### WHAT TO PRODUCE
Whenever the word "parsing" appears in a line of the data below, copy that line.

### WORKING DATA
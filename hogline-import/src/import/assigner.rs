//! Membership assignment
//!
//! The transactional core of the import: resolves the row's profile(s) to
//! users and creates or updates the user-product record(s), all inside one
//! transaction per row so a partially applied row cannot exist. Cache
//! write-through and status recomputation happen after commit.

use crate::import::cache::ReferenceCache;
use crate::import::resolver::{resolve_user, ResolvedUser};
use crate::import::row::OrderItemRow;
use crate::{db, status};
use anyhow::Result;
use chrono::Utc;
use hogline_common::db::{AssignmentStatus, Product, ProductType, UserProduct};
use sqlx::SqlitePool;
use uuid::Uuid;

/// What one row's assignment did, for counters and the audit block.
#[derive(Debug, Default)]
pub struct AssignmentResult {
    pub users_created: u32,
    pub memberships_created: u32,
    pub memberships_updated: u32,
    pub couple: bool,
    /// (email, user guid) per assigned member, primary first
    pub members: Vec<(String, Uuid)>,
}

enum AssignOp {
    Created,
    Updated { was_active: bool },
}

/// Assign a matched product to the row's member(s).
pub async fn assign(
    pool: &SqlitePool,
    cache: &mut ReferenceCache,
    row: &OrderItemRow,
    product: &Product,
) -> Result<AssignmentResult> {
    let mut tx = pool.begin().await?;

    // Resolve all profiles first so a resolution failure rolls back cleanly
    let mut resolved: Vec<(ResolvedUser, i64)> = Vec::new();
    match &row.second_member {
        Some(second) => {
            // Couple: split the total evenly, odd cent to the primary
            let second_share = row.total_cents / 2;
            let primary_share = row.total_cents - second_share;
            let primary = resolve_user(&mut tx, cache, &row.primary).await?;
            let partner = resolve_user(&mut tx, cache, second).await?;
            resolved.push((primary, primary_share));
            resolved.push((partner, second_share));
        }
        None => {
            let primary = resolve_user(&mut tx, cache, &row.primary).await?;
            resolved.push((primary, row.total_cents));
        }
    }

    let partner_guids: Vec<Uuid> = resolved.iter().map(|(r, _)| r.user.guid).collect();
    let mut written: Vec<(UserProduct, AssignOp)> = Vec::new();

    for (index, (member, price_cents)) in resolved.iter().enumerate() {
        let partner_guid = if resolved.len() > 1 {
            partner_guids.get(1 - index).copied()
        } else {
            None
        };
        let metadata = assignment_metadata(row, partner_guid);

        let op = match cache.membership(member.user.guid, product.guid) {
            Some(existing) => {
                let was_active = existing.status == AssignmentStatus::Active;
                let mut membership = existing.clone();
                membership.status = AssignmentStatus::Active;
                membership.assigned_at = Utc::now();
                membership.expires_at = Some(cache.season.membership_expiry());
                membership.purchase_reference = Some(row.purchase_reference());
                membership.price_paid_cents = *price_cents;
                membership.metadata = merge_metadata(&membership.metadata, &metadata);
                db::memberships::update_assignment(&mut tx, &membership).await?;
                (membership, AssignOp::Updated { was_active })
            }
            None => {
                let membership = UserProduct {
                    guid: Uuid::new_v4(),
                    user_guid: member.user.guid,
                    product_guid: product.guid,
                    season_guid: cache.season.guid,
                    price_paid_cents: *price_cents,
                    status: AssignmentStatus::Active,
                    assigned_at: Utc::now(),
                    expires_at: Some(cache.season.membership_expiry()),
                    purchase_reference: Some(row.purchase_reference()),
                    refund_amount_cents: None,
                    refund_reason: None,
                    refunded_at: None,
                    metadata,
                };
                db::memberships::insert_membership(&mut tx, &membership).await?;
                (membership, AssignOp::Created)
            }
        };
        written.push(op);
    }

    tx.commit().await?;

    // Committed: make this row's effects visible to subsequent rows
    let mut result = AssignmentResult {
        couple: resolved.len() > 1,
        ..Default::default()
    };
    for (member, _) in &resolved {
        if member.created {
            result.users_created += 1;
        }
        result
            .members
            .push((member.user.email.clone(), member.user.guid));
        cache.add_user(member.user.clone());
    }

    let mut recompute_needed: Vec<Uuid> = Vec::new();
    for (membership, op) in written {
        let initial_active = match op {
            AssignOp::Created => {
                result.memberships_created += 1;
                true
            }
            AssignOp::Updated { was_active } => {
                result.memberships_updated += 1;
                !was_active
            }
        };
        if initial_active && product.product_type == ProductType::Membership {
            recompute_needed.push(membership.user_guid);
        }
        cache.add_membership(membership);
    }

    // Refresh the cached aggregate status only on the initial Active
    // assignment; the recompute itself is idempotent.
    for user_guid in recompute_needed {
        status::recompute_user_status_in_season(pool, user_guid, Some(&cache.season)).await?;
    }

    tracing::info!(
        order_id = %row.order_id,
        product = %product.name,
        members = result.members.len(),
        created = result.memberships_created,
        updated = result.memberships_updated,
        "Membership assignment committed"
    );

    Ok(result)
}

fn assignment_metadata(row: &OrderItemRow, partner_guid: Option<Uuid>) -> serde_json::Value {
    let mut metadata = serde_json::json!({
        "source": "curlingio_order_import",
        "order_id": row.order_id,
        "item_name": row.item_name,
    });
    if let Some(partner) = partner_guid {
        metadata["couple"] = serde_json::json!(true);
        metadata["partner_user_guid"] = serde_json::json!(partner.to_string());
    }
    metadata
}

/// Shallow-merge JSON objects; incoming keys overwrite existing ones.
/// Non-object existing metadata is replaced wholesale.
fn merge_metadata(existing: &serde_json::Value, incoming: &serde_json::Value) -> serde_json::Value {
    match (existing.as_object(), incoming.as_object()) {
        (Some(existing), Some(incoming)) => {
            let mut merged = existing.clone();
            for (key, value) in incoming {
                merged.insert(key.clone(), value.clone());
            }
            serde_json::Value::Object(merged)
        }
        _ => incoming.clone(),
    }
}

#[cfg(test)]
mod tests {
    use super::*;

    #[test]
    fn couple_split_sums_to_total_with_odd_cent_on_primary() {
        for total in [85000i64, 57501, 1, 0] {
            let second = total / 2;
            let primary = total - second;
            assert_eq!(primary + second, total);
            assert!(primary >= second);
            assert!(primary - second <= 1);
        }
    }

    #[test]
    fn metadata_merge_keeps_unrelated_keys() {
        let existing = serde_json::json!({"note": "manual entry", "order_id": "old"});
        let incoming = serde_json::json!({"order_id": "12345", "source": "curlingio_order_import"});
        let merged = merge_metadata(&existing, &incoming);
        assert_eq!(merged["note"], "manual entry");
        assert_eq!(merged["order_id"], "12345");
        assert_eq!(merged["source"], "curlingio_order_import");
    }
}
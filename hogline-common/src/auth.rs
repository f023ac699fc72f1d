//! Placeholder credential helpers.
//!
//! Users created by the order import never receive a usable password; they
//! go through a separate password-setup flow before first login. The import
//! stores a hash of a throwaway random secret so the account is unguessable
//! in the meantime.

use rand::{distributions::Alphanumeric, Rng};
use sha2::{Digest, Sha256};

/// Length of generated throwaway passwords
const PLACEHOLDER_PASSWORD_LEN: usize = 40;

/// Generate a cryptographically random throwaway password.
pub fn generate_placeholder_password() -> String {
    rand::thread_rng()
        .sample_iter(&Alphanumeric)
        .take(PLACEHOLDER_PASSWORD_LEN)
        .map(char::from)
        .collect()
}

/// Hash a password for storage (SHA-256 hex digest).
pub fn hash_password(password: &str) -> String {
    let digest = Sha256::digest(password.as_bytes());
    format!("{:x}", digest)
}
//! Item-name mapping table
//!
//! Known curling.io line-item names mapped to catalog external ids. The
//! built-in table covers the club's standing catalog; an operator can layer
//! a TOML file on top for one-off items without a code change:
//!
//! ```toml
//! [items]
//! "2026 Spring Bonspiel Entry" = "cio-bonspiel-2026"
//! ```

use anyhow::{Context, Result};
use std::collections::HashMap;
use std::path::Path;

/// Known item names from the upstream store, keyed by exact trimmed name.
const BUILTIN_ITEM_MAPPINGS: &[(&str, &str)] = &[
    ("2025-2026 Membership: Active", "cio-mem-active"),
    ("2025-2026 Membership: Social", "cio-mem-social"),
    ("2025-2026 Membership: Junior", "cio-mem-junior"),
    ("2025-2026 Membership: Senior", "cio-mem-senior"),
    ("2025-2026 Membership: Couple", "cio-mem-couple"),
    ("Learn to Curl Program (Fall)", "cio-ltc-fall"),
    ("Learn to Curl Program (Winter)", "cio-ltc-winter"),
    ("Locker Rental", "cio-locker"),
];

/// Free-text item name → catalog external id.
#[derive(Debug, Clone)]
pub struct ItemMapping {
    entries: HashMap<String, String>,
}

impl ItemMapping {
    /// The compiled-in mapping table.
    pub fn builtin() -> Self {
        Self {
            entries: BUILTIN_ITEM_MAPPINGS
                .iter()
                .map(|(name, id)| (name.to_string(), id.to_string()))
                .collect(),
        }
    }

    /// Built-in table plus overrides from a TOML `[items]` table.
    pub fn load(path: &Path) -> Result<Self> {
        let content = std::fs::read_to_string(path)
            .with_context(|| format!("failed to read mapping file {}", path.display()))?;
        let value: toml::Value = toml::from_str(&content)
            .with_context(|| format!("invalid mapping file {}", path.display()))?;

        let mut mapping = Self::builtin();
        let items = value
            .get("items")
            .and_then(|v| v.as_table())
            .ok_or_else(|| {
                anyhow::anyhow!("mapping file {} has no [items] table", path.display())
            })?;

        for (name, id) in items {
            let id = id.as_str().ok_or_else(|| {
                anyhow::anyhow!("mapping for {:?} must be a string external id", name)
            })?;
            mapping
                .entries
                .insert(name.trim().to_string(), id.to_string());
        }

        tracing::info!(
            path = %path.display(),
            entries = mapping.entries.len(),
            "Item mapping loaded"
        );
        Ok(mapping)
    }

    pub fn external_id_for(&self, item_name: &str) -> Option<&str> {
        self.entries.get(item_name.trim()).map(String::as_str)
    }
}
//! Database schema and models

pub mod init;
pub mod migrations;
pub mod models;

pub use init::*;
pub use migrations::*;
pub use models::*;
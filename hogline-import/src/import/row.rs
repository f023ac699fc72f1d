//! Order-item row parsing
//!
//! Turns one raw CSV record into a typed [`OrderItemRow`], addressing
//! columns by header name. Validation and conversion happen here at the
//! boundary; downstream stages only see typed values.

use chrono::{DateTime, NaiveDate, NaiveDateTime, Utc};
use hogline_common::money::dollars_to_cents;
use std::collections::HashMap;
use thiserror::Error;

/// Row-level parse failure. Recoverable: the orchestrator records a
/// line-numbered warning and moves on to the next row.
#[derive(Debug, Error)]
pub enum RowError {
    #[error("line {line}: expected {expected} columns, found {actual}")]
    ColumnCountMismatch {
        line: usize,
        expected: usize,
        actual: usize,
    },

    #[error("line {line}: unparseable {column} value {value:?}")]
    InvalidMoney {
        line: usize,
        column: &'static str,
        value: String,
    },
}

/// Profile fragment embedded in an order row.
///
/// The primary curler carries the full profile; a second member (couple
/// products) only has name, email, and phone.
#[derive(Debug, Clone, PartialEq)]
pub struct CurlerProfile {
    pub external_id: Option<String>,
    pub name: String,
    pub first_name: Option<String>,
    pub last_name: Option<String>,
    pub email: String,
    pub phone: Option<String>,
    pub address: Option<String>,
    pub city: Option<String>,
    pub province: Option<String>,
    pub postal_code: Option<String>,
    pub date_of_birth: Option<NaiveDate>,
    pub emergency_contact_name: Option<String>,
    pub emergency_contact_phone: Option<String>,
}

/// One parsed order-item line from the curling.io export.
#[derive(Debug, Clone)]
pub struct OrderItemRow {
    /// 1-based CSV line number (header is line 1)
    pub line: usize,
    pub order_id: String,
    pub record_type: String,
    pub item_name: String,
    pub buyer_name: String,
    pub buyer_email: String,
    pub primary: CurlerProfile,
    pub second_member: Option<CurlerProfile>,
    pub discounts: Option<String>,
    pub amount_cents: i64,
    pub discount_cents: i64,
    pub hst_cents: i64,
    pub total_cents: i64,
    pub status: String,
    pub created_at: Option<DateTime<Utc>>,
}

impl OrderItemRow {
    /// Parse a record against its header row. The record must already be
    /// padded to header length; a genuinely mismatched count fails.
    pub fn from_record(
        headers: &[String],
        record: &[String],
        line: usize,
    ) -> Result<Self, RowError> {
        if record.len() != headers.len() {
            return Err(RowError::ColumnCountMismatch {
                line,
                expected: headers.len(),
                actual: record.len(),
            });
        }

        let fields: HashMap<&str, &str> = headers
            .iter()
            .map(String::as_str)
            .zip(record.iter().map(|v| v.trim()))
            .collect();
        let field = |name: &str| field_value(&fields, name);
        let optional = |name: &str| {
            let value = field_value(&fields, name);
            (!value.is_empty()).then(|| value.to_string())
        };
        let money = |column: &'static str| -> Result<i64, RowError> {
            let value = field_value(&fields, column);
            if value.is_empty() {
                return Ok(0);
            }
            dollars_to_cents(value).map_err(|_| RowError::InvalidMoney {
                line,
                column,
                value: value.to_string(),
            })
        };

        let buyer_email = field("User Email").to_string();

        // Primary profile; curler email falls back to the buyer email
        let curler_name = non_empty_or(field("Curler Name"), field("User Name"));
        let (first_name, last_name) = name_parts(
            &curler_name,
            optional("Curler First Name"),
            optional("Curler Last Name"),
        );
        let curler_email = non_empty_or(field("Curler Email"), &buyer_email);

        let primary = CurlerProfile {
            external_id: optional("Curler ID"),
            name: curler_name,
            first_name,
            last_name,
            email: curler_email,
            phone: optional("Curler Phone"),
            address: optional("Curler Address"),
            city: optional("Curler City"),
            province: optional("Curler Province"),
            postal_code: optional("Curler Postal Code"),
            date_of_birth: parse_date(field("Curler Date of Birth")),
            emergency_contact_name: optional("Curler Emergency Contact Name"),
            emergency_contact_phone: optional("Curler Emergency Contact Phone"),
        };

        // A second member exists only when both name and email are present
        let second_name = field("2nd Member Name");
        let second_email = field("2nd Member Email");
        let second_member = if !second_name.is_empty() && !second_email.is_empty() {
            let (first, last) = name_parts(second_name, None, None);
            Some(CurlerProfile {
                external_id: None,
                name: second_name.to_string(),
                first_name: first,
                last_name: last,
                email: second_email.to_string(),
                phone: optional("2nd Member Phone"),
                address: None,
                city: None,
                province: None,
                postal_code: None,
                date_of_birth: None,
                emergency_contact_name: None,
                emergency_contact_phone: None,
            })
        } else {
            None
        };

        Ok(Self {
            line,
            order_id: field("Order ID").to_string(),
            record_type: field("Type").to_string(),
            item_name: field("Item Name").to_string(),
            buyer_name: field("User Name").to_string(),
            buyer_email,
            primary,
            second_member,
            discounts: optional("Discounts"),
            amount_cents: money("Amount")?,
            discount_cents: money("Discount Amount")?,
            hst_cents: money("HST")?,
            total_cents: money("Total")?,
            status: field("Status").to_string(),
            created_at: parse_datetime(field("Created")),
        })
    }

    /// Adjustment rows represent a refund/cancellation against a prior
    /// purchase in the same order.
    pub fn is_adjustment(&self) -> bool {
        self.record_type == "Adjustment"
    }

    pub fn has_second_member(&self) -> bool {
        self.second_member.is_some()
    }

    /// Idempotency key shared between a purchase and its adjustments.
    pub fn purchase_reference(&self) -> String {
        format!("curlingio_order_{}", self.order_id)
    }
}

fn field_value<'v>(fields: &HashMap<&str, &'v str>, name: &str) -> &'v str {
    fields.get(name).copied().unwrap_or("")
}

fn non_empty_or(value: &str, fallback: &str) -> String {
    if value.is_empty() {
        fallback.to_string()
    } else {
        value.to_string()
    }
}

/// First/last name from dedicated columns, else split the full name on its
/// last space ("Mary Anne Smith" -> "Mary Anne" / "Smith").
fn name_parts(
    full_name: &str,
    first: Option<String>,
    last: Option<String>,
) -> (Option<String>, Option<String>) {
    if first.is_some() || last.is_some() {
        return (first, last);
    }
    match full_name.rsplit_once(' ') {
        Some((first, last)) => (Some(first.to_string()), Some(last.to_string())),
        None if !full_name.is_empty() => (Some(full_name.to_string()), None),
        None => (None, None),
    }
}

/// Date-of-birth parsing: failures are swallowed, never fail the row.
fn parse_date(value: &str) -> Option<NaiveDate> {
    if value.is_empty() {
        return None;
    }
    NaiveDate::parse_from_str(value, "%Y-%m-%d")
        .or_else(|_| NaiveDate::parse_from_str(value, "%m/%d/%Y"))
        .ok()
}

fn parse_datetime(value: &str) -> Option<DateTime<Utc>> {
    if value.is_empty() {
        return None;
    }
    if let Ok(t) = DateTime::parse_from_rfc3339(value) {
        return Some(t.with_timezone(&Utc));
    }
    for format in ["%Y-%m-%d %H:%M:%S", "%m/%d/%Y %H:%M"] {
        if let Ok(t) = NaiveDateTime::parse_from_str(value, format) {
            return Some(t.and_utc());
        }
    }
    None
}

### RESPONSE BELOW
//! Order-item row parsing
/// Date-of-birth parsing: failures are swallowed, never fail the row.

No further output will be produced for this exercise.